At Penders, Grounds used a circular wood block as the connecting hub. Bolts screwed into the hub and each sapling were tensioned as required to enable connection to be made to all six members. To further strengthen these connections, stainless steel straps were wrapped around the wood hub and back to the framing members. It is not clear whether these straps were original fixtures or a later precautionary device added to give further stability to the structure. On the outside edge of the hub, Sisalation paper then a double layer of yellow sailcloth became the waterproof sleeve to the hub. The danger, of course, was that the timber hub might rot. The failure of one joint alone would be enough to make the structure extremely unstable. To complete each hub, Grounds added, in typically idiosyncratic style, a galvanised steel "Tomlin" rubbish tin lid (500mm in diameter) which was bolted on to each sapling. The same bolt holes used to attach the rubbish tin lids were also the connecting points for the stainless steel straps. The entire arrangement was a tour-de-force of resourcefulness and making do - in absolute opposition to the hyper-technological solutions being developed overseas to waterproof, seal and connect the much larger geodesic domes designed by the form's inventor R Buckminster Fuller.

Grounds also glazed some of the triangular panels with clear perspex sheet. These sheets were cut to fit around the rubbish bin lids and along the length of each framing member were held in place by folded galvanised steel sections that screwed onto the sapling framing member. Grounds never completely glazed the dome. Instead, about eighty percent of the dome was covered in yellow sail cloth. These cloth infill panels have since perished or been removed. The top of the dome is crowned by a clear acrylic domelight which was held off the structure to act as a ventilator for the controlled environment within.

The dome had two functions. The first use was as a greenhouse, intended for the growing of herbs, and vegetables. The second use was that the dome be a workshop for Roy Grounds, a place where he could tinker with experimental gadgets for Penders, work on maintenance jobs for the site, and also where he could indulge his interest in timber and rock sculptures. There was tool storage, a bench for opening oysters and to wash them and a laundry copper inserted into the bench.

=== Condition ===

As at 22 February 2013, Penders:
After the cessation of cattle grazing, the occupied north eastern coastal tip of the site and to a lesser extent the associated tracks and roadways were managed by a regime of year-round slashing and path and track maintenance and mowing. Tree planting took place in regimented, regularly spaced rows, principally in the form of avenues along tracks.
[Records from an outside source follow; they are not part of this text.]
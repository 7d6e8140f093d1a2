//! Repository configuration.
//!
//! Configuration is stored in TOML format at:
//! - Linux: `~/.config/wpkg/config.toml`
//! - macOS: `~/Library/Application Support/wpkg/config.toml`
//! - Windows: `%APPDATA%\wpkg\config.toml`
//!
//! ```toml
//! plugins_dir = "/var/www/html/wp-content/plugins"
//! vendor = "wpkg"
//! ```
//!
//! The plugins root is injected into every descriptor from here; nothing in
//! the workspace reads it from global state.

use crate::{Error, Result};
use serde::{Deserialize, Serialize};
use std::fs;
use std::path::{Path, PathBuf};
use tracing::debug;

/// Default Composer vendor prefix for package names.
pub const DEFAULT_VENDOR: &str = "wpkg";

const DEFAULT_PLUGINS_DIR: &str = "/var/www/html/wp-content/plugins";

/// Configuration of the package repository.
///
/// # Examples
///
/// ```
/// use std::path::Path;
/// use wpkg_core::RepositoryConfig;
///
/// let config = RepositoryConfig::from_toml_str(
///     r#"
/// plugins_dir = "/srv/site/wp-content/plugins"
/// vendor = "acme"
/// "#,
/// )?;
///
/// assert_eq!(config.plugins_dir, Path::new("/srv/site/wp-content/plugins"));
/// assert_eq!(config.vendor, "acme");
/// # Ok::<(), wpkg_core::Error>(())
/// ```
#[derive(Debug, Clone, PartialEq, Eq, Serialize, Deserialize)]
#[serde(default)]
pub struct RepositoryConfig {
    /// Absolute path of the plugins root.
    ///
    /// Every plugin basename is resolved against this directory.
    pub plugins_dir: PathBuf,

    /// Composer vendor prefix used when naming packages.
    pub vendor: String,
}

impl Default for RepositoryConfig {
    fn default() -> Self {
        Self {
            plugins_dir: PathBuf::from(DEFAULT_PLUGINS_DIR),
            vendor: DEFAULT_VENDOR.to_string(),
        }
    }
}

impl RepositoryConfig {
    /// Returns the platform-specific default configuration file path.
    ///
    /// # Errors
    ///
    /// Returns [`Error::ConfigError`] if the platform has no configuration
    /// directory.
    pub fn default_path() -> Result<PathBuf> {
        let config_dir = dirs::config_dir().ok_or_else(|| Error::ConfigError {
            message: "failed to determine config directory".to_string(),
        })?;

        Ok(config_dir.join("wpkg").join("config.toml"))
    }

    /// Loads configuration from `path`, or returns defaults if the file does
    /// not exist.
    ///
    /// # Errors
    ///
    /// Returns an error if the file cannot be read, is not valid TOML, or
    /// fails [`validate`](Self::validate).
    pub fn load(path: &Path) -> Result<Self> {
        if !path.exists() {
            debug!("Config file {} not found, using defaults", path.display());
            return Ok(Self::default());
        }

        let content = fs::read_to_string(path)?;
        let config = Self::from_toml_str(&content)?;
        debug!("Loaded config from {}", path.display());

        Ok(config)
    }

    /// Parses and validates configuration from a TOML string.
    ///
    /// Missing keys take their default values.
    ///
    /// # Errors
    ///
    /// Returns an error if the string is not valid TOML or the resulting
    /// configuration fails [`validate`](Self::validate).
    pub fn from_toml_str(content: &str) -> Result<Self> {
        let config: Self = toml::from_str(content)?;
        config.validate()?;
        Ok(config)
    }

    /// Serializes the configuration to pretty TOML.
    ///
    /// # Errors
    ///
    /// Returns [`Error::ConfigError`] if serialization fails.
    pub fn to_toml_string(&self) -> Result<String> {
        toml::to_string_pretty(self).map_err(|e| Error::ConfigError {
            message: format!("failed to serialize config: {e}"),
        })
    }

    /// Replaces the plugins root.
    #[must_use]
    pub fn with_plugins_dir(mut self, plugins_dir: impl Into<PathBuf>) -> Self {
        self.plugins_dir = plugins_dir.into();
        self
    }

    /// Validates the configuration.
    ///
    /// # Errors
    ///
    /// Returns [`Error::ConfigError`] if:
    /// - `plugins_dir` is empty or relative
    /// - `vendor` is empty or contains characters other than lowercase
    ///   ASCII letters, digits, `-`, `_` and `.`
    ///
    /// # Examples
    ///
    /// ```
    /// use wpkg_core::RepositoryConfig;
    ///
    /// let config = RepositoryConfig::default();
    /// assert!(config.validate().is_ok());
    ///
    /// let relative = config.with_plugins_dir("wp-content/plugins");
    /// assert!(relative.validate().is_err());
    /// ```
    pub fn validate(&self) -> Result<()> {
        if self.plugins_dir.as_os_str().is_empty() {
            return Err(Error::ConfigError {
                message: "plugins_dir cannot be empty".to_string(),
            });
        }

        if !self.plugins_dir.is_absolute() {
            return Err(Error::ConfigError {
                message: format!(
                    "plugins_dir must be an absolute path, got '{}'",
                    self.plugins_dir.display()
                ),
            });
        }

        if self.vendor.is_empty() {
            return Err(Error::ConfigError {
                message: "vendor cannot be empty".to_string(),
            });
        }

        if !self
            .vendor
            .chars()
            .all(|c| c.is_ascii_lowercase() || c.is_ascii_digit() || matches!(c, '-' | '_' | '.'))
        {
            return Err(Error::ConfigError {
                message: format!(
                    "invalid vendor '{}' (allowed: a-z, 0-9, -, _, .)",
                    self.vendor
                ),
            });
        }

        Ok(())
    }
}

#[cfg(test)]
mod tests {
    use super::*;
    use tempfile::TempDir;

    #[test]
    fn test_default_config_is_valid() {
        let config = RepositoryConfig::default();
        assert!(config.validate().is_ok());
        assert_eq!(config.vendor, DEFAULT_VENDOR);
        assert!(config.plugins_dir.is_absolute());
    }

    #[test]
    fn test_from_toml_str_partial_uses_defaults() {
        let config = RepositoryConfig::from_toml_str(r#"vendor = "acme""#).unwrap();
        assert_eq!(config.vendor, "acme");
        assert_eq!(config.plugins_dir, PathBuf::from(DEFAULT_PLUGINS_DIR));
    }

    #[test]
    fn test_from_toml_str_rejects_relative_dir() {
        let err = RepositoryConfig::from_toml_str(r#"plugins_dir = "plugins""#).unwrap_err();
        assert!(err.is_config_error());
        assert!(err.to_string().contains("absolute"));
    }

    #[test]
    fn test_from_toml_str_rejects_bad_vendor() {
        assert!(RepositoryConfig::from_toml_str(r#"vendor = """#).is_err());
        assert!(RepositoryConfig::from_toml_str(r#"vendor = "Acme Corp""#).is_err());
        assert!(RepositoryConfig::from_toml_str(r#"vendor = "acme/corp""#).is_err());
    }

    #[test]
    fn test_from_toml_str_invalid_toml() {
        let err = RepositoryConfig::from_toml_str("plugins_dir = ").unwrap_err();
        assert!(matches!(err, Error::TomlParse(_)));
    }

    #[test]
    fn test_load_missing_file_returns_default() {
        let temp = TempDir::new().unwrap();
        let config = RepositoryConfig::load(&temp.path().join("absent.toml")).unwrap();
        assert_eq!(config, RepositoryConfig::default());
    }

    #[test]
    fn test_load_from_file() {
        let temp = TempDir::new().unwrap();
        let path = temp.path().join("config.toml");
        fs::write(
            &path,
            "plugins_dir = \"/srv/plugins\"\nvendor = \"team-a\"\n",
        )
        .unwrap();

        let config = RepositoryConfig::load(&path).unwrap();
        assert_eq!(config.plugins_dir, PathBuf::from("/srv/plugins"));
        assert_eq!(config.vendor, "team-a");
    }

    #[test]
    fn test_toml_roundtrip() {
        let config = RepositoryConfig::default().with_plugins_dir("/srv/plugins");
        let toml_str = config.to_toml_string().unwrap();
        let parsed = RepositoryConfig::from_toml_str(&toml_str).unwrap();
        assert_eq!(parsed, config);
    }

    #[test]
    fn test_default_path_ends_with_config_toml() {
        if let Ok(path) = RepositoryConfig::default_path() {
            assert!(path.ends_with("wpkg/config.toml"));
        }
    }
}
//! Output formatters for CLI commands.
//!
//! Every command builds a serializable result and hands it to
//! [`format_output`], so the three output modes stay consistent.

use anyhow::Result;
use colored::Colorize;
use serde::Serialize;
use serde_json::Value;
use wpkg_core::cli::OutputFormat;

/// Format data according to the specified output format.
///
/// # Errors
///
/// Returns an error if the data cannot be serialized.
///
/// # Examples
///
/// ```
/// use serde::Serialize;
/// use wpkg_cli::formatters::format_output;
/// use wpkg_core::cli::OutputFormat;
///
/// #[derive(Serialize)]
/// struct Summary {
///     slug: String,
///     version: String,
/// }
///
/// let summary = Summary {
///     slug: "akismet".to_string(),
///     version: "5.3".to_string(),
/// };
///
/// let output = format_output(&summary, OutputFormat::Text)?;
/// assert_eq!(output, "slug: akismet\nversion: 5.3");
/// # Ok::<(), anyhow::Error>(())
/// ```
pub fn format_output<T: Serialize>(data: &T, format: OutputFormat) -> Result<String> {
    match format {
        OutputFormat::Json => json::format(data),
        OutputFormat::Text => text::format(data),
        OutputFormat::Pretty => pretty::format(data),
    }
}

/// JSON output formatting.
pub mod json {
    use super::{Result, Serialize};

    /// Format data as pretty-printed JSON.
    pub fn format<T: Serialize>(data: &T) -> Result<String> {
        Ok(serde_json::to_string_pretty(data)?)
    }
}

/// Plain text output formatting.
///
/// One `key: value` line per leaf. Nested keys are joined with `.` and array
/// elements are addressed by index, which keeps the output `grep`-friendly.
pub mod text {
    use super::{Result, Serialize, Value};

    /// Format data as `key: value` lines.
    pub fn format<T: Serialize>(data: &T) -> Result<String> {
        let value = serde_json::to_value(data)?;
        let mut lines = Vec::new();
        flatten(&value, "", &mut lines);
        Ok(lines.join("\n"))
    }

    fn flatten(value: &Value, prefix: &str, lines: &mut Vec<String>) {
        match value {
            Value::Object(map) => {
                for (key, val) in map {
                    flatten(val, &join_key(prefix, key), lines);
                }
            }
            Value::Array(items) => {
                for (i, item) in items.iter().enumerate() {
                    flatten(item, &join_key(prefix, &i.to_string()), lines);
                }
            }
            Value::String(s) => lines.push(leaf(prefix, s)),
            Value::Null => lines.push(leaf(prefix, "")),
            other => lines.push(leaf(prefix, &other.to_string())),
        }
    }

    fn join_key(prefix: &str, key: &str) -> String {
        if prefix.is_empty() {
            key.to_string()
        } else {
            format!("{prefix}.{key}")
        }
    }

    fn leaf(key: &str, value: &str) -> String {
        if key.is_empty() {
            value.to_string()
        } else {
            format!("{key}: {value}")
        }
    }
}

/// Pretty (human-readable) output formatting.
pub mod pretty {
    use super::{Colorize, Result, Serialize, Value};

    /// Format data as colorized, indented output.
    pub fn format<T: Serialize>(data: &T) -> Result<String> {
        let value = serde_json::to_value(data)?;
        let mut out = String::new();
        write_value(&value, 0, &mut out);
        Ok(out.trim_end().to_string())
    }

    fn write_value(value: &Value, indent: usize, out: &mut String) {
        let pad = "  ".repeat(indent);

        match value {
            Value::Object(map) => {
                for (key, val) in map {
                    match val {
                        Value::Object(inner) if !inner.is_empty() => {
                            out.push_str(&format!("{pad}{}:\n", key.blue().bold()));
                            write_value(val, indent + 1, out);
                        }
                        Value::Array(items) if !items.is_empty() => {
                            out.push_str(&format!("{pad}{}:\n", key.blue().bold()));
                            write_value(val, indent + 1, out);
                        }
                        _ => out.push_str(&format!(
                            "{pad}{}: {}\n",
                            key.blue().bold(),
                            scalar(val)
                        )),
                    }
                }
            }
            Value::Array(items) => {
                for (i, item) in items.iter().enumerate() {
                    if item.is_object() {
                        if i > 0 {
                            out.push('\n');
                        }
                        write_value(item, indent, out);
                    } else {
                        out.push_str(&format!("{pad}- {}\n", scalar(item)));
                    }
                }
            }
            other => out.push_str(&format!("{pad}{}\n", scalar(other))),
        }
    }

    fn scalar(value: &Value) -> String {
        match value {
            Value::Null => "-".dimmed().to_string(),
            Value::Bool(b) => b.to_string().yellow().to_string(),
            Value::Number(n) => n.to_string().cyan().to_string(),
            Value::String(s) if s.is_empty() => "-".dimmed().to_string(),
            Value::String(s) => s.green().to_string(),
            Value::Array(_) => "[]".to_string(),
            Value::Object(_) => "{}".to_string(),
        }
    }
}
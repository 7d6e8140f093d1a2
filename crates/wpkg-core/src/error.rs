//! Error types for wpkg.
//!
//! Every library crate in the workspace reports failures through the single
//! [`Error`] enum defined here. Note that reading plugin metadata never
//! produces an error: a missing file or header is a normal data state, not a
//! failure.
//!
//! # Examples
//!
//! ```
//! use wpkg_core::{Error, Result};
//!
//! fn require_vendor(vendor: &str) -> Result<()> {
//!     if vendor.is_empty() {
//!         return Err(Error::ConfigError {
//!             message: "vendor cannot be empty".to_string(),
//!         });
//!     }
//!     Ok(())
//! }
//!
//! let err = require_vendor("").unwrap_err();
//! assert!(err.is_config_error());
//! ```

use std::path::PathBuf;
use thiserror::Error;

/// Main error type for wpkg.
#[derive(Error, Debug)]
pub enum Error {
    /// Plugin basename is not a usable relative path.
    ///
    /// Basenames must be non-empty, relative, and free of `.`/`..`
    /// components so they always resolve inside the plugins root.
    #[error("Invalid plugin basename '{basename}': {reason}")]
    InvalidBasename {
        /// The rejected basename
        basename: String,
        /// Why the basename was rejected
        reason: String,
    },

    /// The plugins root directory does not exist.
    #[error("Plugins directory not found: {}", path.display())]
    PluginsRootNotFound {
        /// The configured plugins root
        path: PathBuf,
    },

    /// Configuration error.
    ///
    /// Raised when configuration is invalid or missing required fields.
    #[error("Configuration error: {message}")]
    ConfigError {
        /// Description of the configuration problem
        message: String,
    },

    /// Invalid argument error.
    ///
    /// Raised when CLI arguments or function parameters are invalid.
    #[error("Invalid argument: {0}")]
    InvalidArgument(String),

    /// I/O error from filesystem operations.
    #[error("IO error: {0}")]
    Io(#[from] std::io::Error),

    /// TOML configuration could not be parsed.
    #[error("TOML parse error: {0}")]
    TomlParse(#[from] toml::de::Error),
}

impl Error {
    /// Returns `true` if this is a configuration error.
    ///
    /// Parse failures of the configuration file count as configuration
    /// errors too.
    ///
    /// # Examples
    ///
    /// ```
    /// use wpkg_core::Error;
    ///
    /// let err = Error::ConfigError {
    ///     message: "plugins_dir must be absolute".to_string(),
    /// };
    /// assert!(err.is_config_error());
    /// ```
    #[must_use]
    pub const fn is_config_error(&self) -> bool {
        matches!(self, Self::ConfigError { .. } | Self::TomlParse(_))
    }

    /// Returns `true` if this error was caused by invalid user input.
    ///
    /// # Examples
    ///
    /// ```
    /// use wpkg_core::Error;
    ///
    /// let err = Error::InvalidBasename {
    ///     basename: "../evil.php".to_string(),
    ///     reason: "must not contain '..'".to_string(),
    /// };
    /// assert!(err.is_invalid_input());
    /// ```
    #[must_use]
    pub const fn is_invalid_input(&self) -> bool {
        matches!(
            self,
            Self::InvalidBasename { .. } | Self::InvalidArgument(_)
        )
    }

    /// Returns `true` if a required path was not found.
    #[must_use]
    pub const fn is_not_found(&self) -> bool {
        matches!(self, Self::PluginsRootNotFound { .. })
    }
}

/// Result type alias for wpkg operations.
pub type Result<T> = std::result::Result<T, Error>;
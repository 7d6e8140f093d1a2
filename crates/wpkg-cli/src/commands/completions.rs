//! Shell completion generation command.
//!
//! Generates shell completion scripts for bash, zsh, fish, and `PowerShell`.

use anyhow::Result;
use clap::Command;
use clap_complete::{Shell, generate};
use std::io;
use tracing::info;
use wpkg_core::cli::ExitCode;

/// Writes the completion script for `shell` to `out`.
pub fn generate_completions(shell: Shell, cmd: &mut Command, out: &mut dyn io::Write) {
    info!("Generating {} completions", shell);
    let name = cmd.get_name().to_string();
    generate(shell, cmd, name, out);
}

/// Runs the completions command, printing the script to stdout.
///
/// # Errors
///
/// Never fails; returns `Result` for consistency with other commands.
#[allow(clippy::unnecessary_wraps)]
pub fn run(shell: Shell, cmd: &mut Command) -> Result<ExitCode> {
    generate_completions(shell, cmd, &mut io::stdout());
    Ok(ExitCode::SUCCESS)
}

#[cfg(test)]
mod tests {
    use super::*;

    #[test]
    fn test_generate_bash_completions() {
        let mut cmd = Command::new("wpkg").subcommand(Command::new("list"));
        let mut out = Vec::new();
        generate_completions(Shell::Bash, &mut cmd, &mut out);

        let script = String::from_utf8(out).unwrap();
        assert!(script.contains("wpkg"));
        assert!(script.contains("list"));
    }
}
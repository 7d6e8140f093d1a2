//! Core types, configuration, and errors for wpkg.
//!
//! This crate provides the foundational types shared by every crate in the
//! wpkg workspace, a private Composer-style package repository for
//! `WordPress` plugins.
//!
//! # Architecture
//!
//! The core consists of:
//! - Error hierarchy with contextual information
//! - Repository configuration loaded from TOML
//! - The [`Package`] trait and [`PackageType`] shared by package kinds
//! - CLI value types (`OutputFormat`, `ExitCode`)
//!
//! # Examples
//!
//! ```
//! use wpkg_core::{PackageType, RepositoryConfig};
//!
//! let config = RepositoryConfig::from_toml_str(
//!     r#"plugins_dir = "/var/www/wp-content/plugins""#,
//! )?;
//! assert_eq!(config.vendor, "wpkg");
//! assert_eq!(PackageType::Plugin.as_str(), "plugin");
//! # Ok::<(), wpkg_core::Error>(())
//! ```

#![deny(unsafe_code)]
#![warn(missing_docs, missing_debug_implementations)]

pub mod cli;
mod config;
mod error;
mod package;

pub use config::{DEFAULT_VENDOR, RepositoryConfig};
pub use error::{Error, Result};
pub use package::{Package, PackageType};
More recently, since the death of Kenneth Myer in 1992, the grounds have been managed by a reduced slashing schedule and the understorey of stands of marked trees has been allowed to regenerate and dams are showing signs of silting up under the pressure of extensive reed growth. The area used as a camping ground by guests to the south east has been considerably reduced in size as the bush margins have been allowed to regenerate.

====The "Barn"(1965)====
Most of the main raking support poles for the "Barn" suffered significant amount of rotting below ground level over the years, which would have led to the structure's possible collapse. The structure underwent extensive repairs in 2001-02. The structural poles were scraved where necessary with ironbark bush poles and new plates and stainless steel bolts. The condition of the structure has therefore improved since 2002 with the completion of the structural stabilisation work. The Grounds family used the site intensively. The "Barn" is exposed to insect infestation, general wear and tear from the lightweight walls exposing the interior to the elements, and to general wear and tear from different groups who now use the building.

====The geodesic dome====
In 2002, the dome was assessed as being in poor structural condition, with the ends of some of the poles splitting, some of the poles and hubs rotting, and bolts were rusting. Some of the vertical infill poles were missing, others had dropped away from the horizontal pole to which they were nailed and there appeared to be nothing to support the base of these poles. The vertical poles supporting the dome appeared sound at their bases. Apart from one crack the concrete slab was sound.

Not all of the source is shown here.